Practical Considerations
Computational Complexity
Model comparison costs scale with both model complexity and the number of candidates. Some strategies for managing this:
- Use PSIS-LOO instead of brute-force LOO-CV
- Consider approximation methods like variational inference or Laplace approximation for marginal likelihood estimation
- Leverage parallel computing for cross-validation and simulation-based methods
- Be deliberate about which models to compare rather than exhaustively searching a huge model space
Sensitivity Analysis
Because Bayes factors are sensitive to prior choice, you should check whether your conclusions change under reasonable alternative priors. This involves:
- Varying prior distributions and hyperparameters across a plausible range
- Checking whether model rankings remain stable
- Identifying cases where results depend heavily on a specific prior assumption
If your model comparison results flip under modest prior changes, that's a sign the data alone aren't strongly informative about model choice.
Handling Model Uncertainty
No single model is likely to be "true." Responsible Bayesian practice acknowledges this by:
- Reporting results from multiple plausible models, not just the winner
- Using model averaging for predictions and parameter estimates when appropriate
- Presenting sensitivity analyses so readers can judge robustness
- Being transparent about the set of models considered and why they were chosen
Advanced Techniques
Approximate Bayesian Computation (ABC)
Some models have likelihoods that are impossible or impractical to evaluate (common in population genetics, epidemiology, and agent-based models). ABC sidesteps this by:
- Proposing parameter values from the prior
- Simulating data from the model
- Comparing simulated data to observed data using summary statistics
- Accepting proposals where the summary statistics are "close enough"

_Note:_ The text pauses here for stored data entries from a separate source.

use crate::charts::spec::StyledTable;
use crate::core::error::Result;
use crate::reporting::view::{KpiCard, Panel, PanelContent, ViewModel};
use std::fs;

/// Constants for dashboard styling and layout
mod dashboard_constants {
    /// Vega runtime scripts, loaded in this order
    pub const VEGA_CDN: [&str; 3] = [
        "https://cdn.jsdelivr.net/npm/vega@5",
        "https://cdn.jsdelivr.net/npm/vega-lite@5",
        "https://cdn.jsdelivr.net/npm/vega-embed@6",
    ];

    /// Sidebar section titles, in widget order
    pub const DISORDER_WIDGET: &str = "Disorder";
    pub const SEX_WIDGET: &str = "Sex";
    pub const AGE_WIDGET: &str = "Age Group";
    pub const YEAR_WIDGET: &str = "Years";
    pub const METRIC_WIDGET: &str = "Metric";
    pub const RF_DISORDER_WIDGET: &str = "Risk Factor Disorder";
    pub const RISK_FACTOR_WIDGET: &str = "Risk Factor";
}

/// Data structure containing all information needed for dashboard generation
#[derive(Debug, Clone)]
pub struct DashboardData {
    /// The rendered dashboard
    pub view: ViewModel,
    /// Timestamp when the dashboard was generated
    pub timestamp: String,
}

/// Standalone HTML page for a rendered dashboard
pub struct HtmlDashboard;

impl HtmlDashboard {
    /// Generate and write an HTML dashboard to the specified path
    pub fn generate_dashboard(data: &DashboardData, output_path: &str) -> Result<()> {
        let html_content = Self::generate_html_content(data)?;
        fs::write(output_path, html_content)?;
        Ok(())
    }

    /// Generate the complete HTML document content
    pub fn generate_html_content(data: &DashboardData) -> Result<String> {
        let scripts = dashboard_constants::VEGA_CDN
            .iter()
            .map(|src| format!(r#"<script src="{src}"></script>"#))
            .collect::<Vec<_>>()
            .join("\n    ");
        let body_content = Self::generate_body_content(data);
        let embed_script = Self::generate_embed_script(&data.view)?;

        Ok(format!(
            r#"<!DOCTYPE html>
<html lang="en">
<head>
    <meta charset="UTF-8">
    <meta name="viewport" content="width=device-width, initial-scale=1.0">
    <title>{}</title>
    {}
    <style>{}</style>
</head>
<body>
    {}
    <script>{}</script>
</body>
</html>"#,
            escape_html(&data.view.title),
            scripts,
            Self::generate_css(),
            body_content,
            embed_script
        ))
    }

    fn generate_css() -> &'static str {
        r#"
        :root {
            --primary-color: #2563eb;
            --muted-color: #555555;
            --bg-color: #f8fafc;
            --card-bg: #ffffff;
            --border-color: #e2e8f0;
            --text-primary: #1e293b;
            --text-secondary: #64748b;
        }

        * { margin: 0; padding: 0; box-sizing: border-box; }

        body {
            font-family: -apple-system, BlinkMacSystemFont, 'Segoe UI', Roboto, sans-serif;
            background-color: var(--bg-color);
            color: var(--text-primary);
            line-height: 1.6;
        }

        .layout {
            display: grid;
            grid-template-columns: 260px 1fr;
            min-height: 100vh;
        }

        .sidebar {
            background: var(--card-bg);
            border-right: 1px solid var(--border-color);
            padding: 1.5rem;
        }

        .sidebar h2 {
            font-size: 1.1rem;
            margin-bottom: 1rem;
        }

        .widget { margin-bottom: 1.25rem; }

        .widget-title {
            font-size: 0.8rem;
            font-weight: 600;
            color: var(--text-secondary);
            text-transform: uppercase;
            letter-spacing: 0.5px;
            margin-bottom: 0.4rem;
        }

        .option {
            display: inline-block;
            padding: 0.15rem 0.5rem;
            margin: 0 0.25rem 0.25rem 0;
            border-radius: 6px;
            border: 1px solid var(--border-color);
            font-size: 0.8rem;
            color: var(--text-secondary);
        }

        .option.selected {
            background: var(--primary-color);
            border-color: var(--primary-color);
            color: white;
        }

        .container {
            padding: 2rem;
            max-width: 1400px;
        }

        .header {
            text-align: center;
            margin-bottom: 2rem;
        }

        .header h1 {
            font-size: 2.2rem;
            font-weight: 700;
        }

        .header p {
            color: var(--text-secondary);
            font-size: 0.9rem;
        }

        .section-title {
            font-size: 1.25rem;
            font-weight: 600;
            margin-bottom: 1rem;
        }

        .stats-grid {
            display: grid;
            grid-template-columns: repeat(6, minmax(0, 1fr));
            gap: 1rem;
            margin-bottom: 2rem;
        }

        .stat-card {
            background: var(--card-bg);
            padding: 1rem;
            border-radius: 12px;
            border: 1px solid var(--border-color);
            box-shadow: 0 2px 4px -1px rgba(0, 0, 0, 0.06);
        }

        .stat-label {
            font-size: 0.9em;
            font-weight: 600;
        }

        .stat-value {
            font-size: 2em;
            font-weight: 700;
            margin-top: 4px;
        }

        .stat-value.unavailable { color: var(--text-secondary); }

        .chart-container {
            background: var(--card-bg);
            padding: 1.5rem;
            border-radius: 12px;
            border: 1px solid var(--border-color);
            margin-bottom: 2rem;
            box-shadow: 0 2px 4px -1px rgba(0, 0, 0, 0.06);
        }

        .chart-title {
            font-size: 1.1rem;
            font-weight: 600;
            text-align: center;
            margin-bottom: 1rem;
        }

        .chart { width: 100%; }

        .panel-row {
            display: grid;
            gap: 1.5rem;
        }

        .table-scroll { overflow-y: auto; }

        table {
            width: 100%;
            border-collapse: collapse;
            font-size: 0.9rem;
        }

        th, td {
            padding: 0.4rem 0.6rem;
            border-bottom: 1px solid var(--border-color);
            text-align: left;
        }

        td.numeric { text-align: right; }

        .footer {
            text-align: center;
            padding: 8px;
            font-size: 1.2em;
            color: var(--muted-color);
        }

        @media (max-width: 1024px) {
            .layout { grid-template-columns: 1fr; }
            .stats-grid { grid-template-columns: repeat(2, minmax(0, 1fr)); }
            .panel-row { grid-template-columns: 1fr !important; }
        }
        "#
    }

    /// Generate the main body content of the dashboard
    fn generate_body_content(data: &DashboardData) -> String {
        let view = &data.view;
        let sidebar = Self::generate_sidebar(view);
        let header_section = Self::generate_header_section(&view.title, &data.timestamp);
        let stats_section = Self::generate_stats_section(&view.kpi_cards);
        let main_section = Self::generate_panel(&view.main_panel);
        let row_section = Self::generate_panel_row(&view.row_panels);

        format!(
            r#"
            <div class="layout">
                {}
                <div class="container">
                    {}
                    {}
                    {}
                    {}
                    <div class="footer">{}</div>
                </div>
            </div>
            "#,
            sidebar,
            header_section,
            stats_section,
            main_section,
            row_section,
            escape_html(&view.footer)
        )
    }

    /// Generate the dashboard header section
    fn generate_header_section(title: &str, timestamp: &str) -> String {
        format!(
            r#"
            <div class="header">
                <h1>{}</h1>
                <p>Generated on {}</p>
            </div>
            "#,
            escape_html(title),
            escape_html(timestamp)
        )
    }

    /// Widget options with the selected values highlighted
    fn generate_sidebar(view: &ViewModel) -> String {
        let selection = &view.selection;
        let options = &view.options;
        let years = selection
            .year_range(options)
            .map(|range| range.to_string())
            .into_iter()
            .collect::<Vec<_>>();
        let metrics = options
            .metrics
            .iter()
            .map(|m| m.label().to_string())
            .collect::<Vec<_>>();
        let selected_metric = vec![selection.metric.label().to_string()];

        let widgets = [
            Self::generate_widget(
                dashboard_constants::DISORDER_WIDGET,
                &options.disorders,
                &selection.disorders,
            ),
            Self::generate_widget(
                dashboard_constants::SEX_WIDGET,
                &options.sexes,
                &selection.sexes,
            ),
            Self::generate_widget(
                dashboard_constants::AGE_WIDGET,
                &options.ages,
                &selection.ages,
            ),
            Self::generate_widget(dashboard_constants::YEAR_WIDGET, &years, &years),
            Self::generate_widget(
                dashboard_constants::METRIC_WIDGET,
                &metrics,
                &selected_metric,
            ),
            Self::generate_widget(
                dashboard_constants::RF_DISORDER_WIDGET,
                &options.rf_disorders,
                &selection.rf_disorders,
            ),
            Self::generate_widget(
                dashboard_constants::RISK_FACTOR_WIDGET,
                &options.risk_factors,
                &selection.risk_factors,
            ),
            Self::generate_widget(
                dashboard_constants::SEX_WIDGET,
                &options.sexes,
                &selection.rf_sexes,
            ),
        ];

        format!(
            r#"
            <aside class="sidebar">
                <h2>Filters</h2>
                {}
            </aside>
            "#,
            widgets.join("")
        )
    }

    fn generate_widget(title: &str, offered: &[String], selected: &[String]) -> String {
        let options_html = offered
            .iter()
            .map(|value| {
                let class = if selected.contains(value) {
                    "option selected"
                } else {
                    "option"
                };
                format!(r#"<span class="{}">{}</span>"#, class, escape_html(value))
            })
            .collect::<Vec<_>>()
            .join("");

        format!(
            r#"<div class="widget"><div class="widget-title">{}</div>{}</div>"#,
            escape_html(title),
            options_html
        )
    }

    /// Generate the KPI cards section
    fn generate_stats_section(cards: &[KpiCard]) -> String {
        let cards_html = cards
            .iter()
            .map(Self::generate_stat_card)
            .collect::<Vec<_>>()
            .join("");

        format!(
            r#"
            <h2 class="section-title">Key Indicators</h2>
            <div class="stats-grid">
                {}
            </div>
            "#,
            cards_html
        )
    }

    /// Generate a single KPI card
    fn generate_stat_card(card: &KpiCard) -> String {
        let value_class = if card.value.is_some() {
            "stat-value"
        } else {
            "stat-value unavailable"
        };

        format!(
            r#"
            <div class="stat-card">
                <div class="stat-label">{}</div>
                <div class="{}">{}</div>
            </div>
            "#,
            escape_html(&card.label),
            value_class,
            escape_html(&card.display_value())
        )
    }

    fn generate_panel_row(panels: &[Panel]) -> String {
        let columns = panels
            .iter()
            .map(|p| format!("{}fr", p.weight))
            .collect::<Vec<_>>()
            .join(" ");
        let panels_html = panels
            .iter()
            .map(Self::generate_panel)
            .collect::<Vec<_>>()
            .join("");

        format!(
            r#"
            <div class="panel-row" style="grid-template-columns: {};">
                {}
            </div>
            "#,
            columns, panels_html
        )
    }

    fn generate_panel(panel: &Panel) -> String {
        let content = match &panel.content {
            PanelContent::Chart(_) => {
                format!(r#"<div class="chart" id="{}"></div>"#, escape_html(&panel.id))
            }
            PanelContent::Table(table) => Self::generate_table(table),
        };

        format!(
            r#"
            <div class="chart-container">
                <h3 class="chart-title">{}</h3>
                {}
            </div>
            "#,
            escape_html(&panel.heading),
            content
        )
    }

    /// Styled table without an index column
    fn generate_table(table: &StyledTable) -> String {
        let header = table
            .columns
            .iter()
            .map(|c| format!("<th>{}</th>", escape_html(c)))
            .collect::<Vec<_>>()
            .join("");
        let body = table
            .rows
            .iter()
            .map(|row| {
                let cells = row
                    .iter()
                    .enumerate()
                    .map(|(i, cell)| {
                        if i == 0 {
                            format!("<td>{}</td>", escape_html(cell))
                        } else {
                            format!(r#"<td class="numeric">{}</td>"#, escape_html(cell))
                        }
                    })
                    .collect::<Vec<_>>()
                    .join("");
                format!("<tr>{cells}</tr>")
            })
            .collect::<Vec<_>>()
            .join("");

        format!(
            r#"<div class="table-scroll" style="max-height: {}px;"><table><thead><tr>{}</tr></thead><tbody>{}</tbody></table></div>"#,
            table.height, header, body
        )
    }

    /// One `vegaEmbed` call per chart panel
    fn generate_embed_script(view: &ViewModel) -> Result<String> {
        let mut calls = Vec::new();
        for panel in view.panels() {
            if let PanelContent::Chart(spec) = &panel.content {
                // Keep "</script>" inside data from closing the tag
                let spec_json = spec.to_json()?.replace("</", "<\\/");
                calls.push(format!(
                    "vegaEmbed('#{}', {}, {{ actions: false }});",
                    panel.id, spec_json
                ));
            }
        }

        Ok(format!(
            r#"
        document.addEventListener('DOMContentLoaded', function() {{
            if (typeof vegaEmbed === 'undefined') {{
                return;
            }}
            {}
        }});
        "#,
            calls.join("\n            ")
        ))
    }
}

/// Escape text for use in HTML content and attribute values
pub fn escape_html(text: &str) -> String {
    let mut escaped = String::with_capacity(text.len());
    for c in text.chars() {
        match c {
            '&' => escaped.push_str("&amp;"),
            '<' => escaped.push_str("&lt;"),
            '>' => escaped.push_str("&gt;"),
            '"' => escaped.push_str("&quot;"),
            '\'' => escaped.push_str("&#39;"),
            _ => escaped.push(c),
        }
    }
    escaped
}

ABC can be combined with model selection by running the procedure across competing models and estimating posterior model probabilities from the accepted samples. Extensions like ABC-SMC improve efficiency.
Variational Bayes Methods
Variational inference approximates the posterior by finding the closest distribution within a tractable family, turning inference into an optimization problem. For model comparison, the evidence lower bound (ELBO) from variational inference provides a lower bound on the log marginal likelihood, which can be used to approximate Bayes factors. The trade-off is speed for exactness: variational methods are much faster than MCMC but may underestimate posterior uncertainty.
Bayesian Nonparametrics
Bayesian nonparametric models (e.g., Dirichlet process mixtures, Gaussian processes) let the model complexity grow with the data rather than being fixed in advance. This shifts the model comparison question from "which fixed model?" to "how complex should the model be?" These methods require specialized inference techniques but are valuable when you don't want to commit to a specific number of clusters, basis functions, or other structural choices.
Applications in Research
Psychology
Bayesian model comparison is widely used to evaluate competing cognitive models of decision-making, learning, and memory. Hierarchical Bayesian models account for individual differences across participants, while Bayes factors test specific experimental hypotheses. Posterior predictive checks verify that a cognitive model can reproduce key behavioral patterns.
Ecology
Ecologists compare species distribution models under different climate scenarios, evaluate hypotheses about population dynamics, and use BMA to produce robust predictions of ecosystem change. Information criteria help select among competing food web models, and model uncertainty is explicitly incorporated into conservation planning.
Finance
In finance, model comparison methods evaluate competing asset pricing models and risk models for portfolio optimization. Cross-validation assesses predictive performance of time series forecasts, and model averaging helps produce more reliable predictions by acknowledging that no single financial model captures all market dynamics.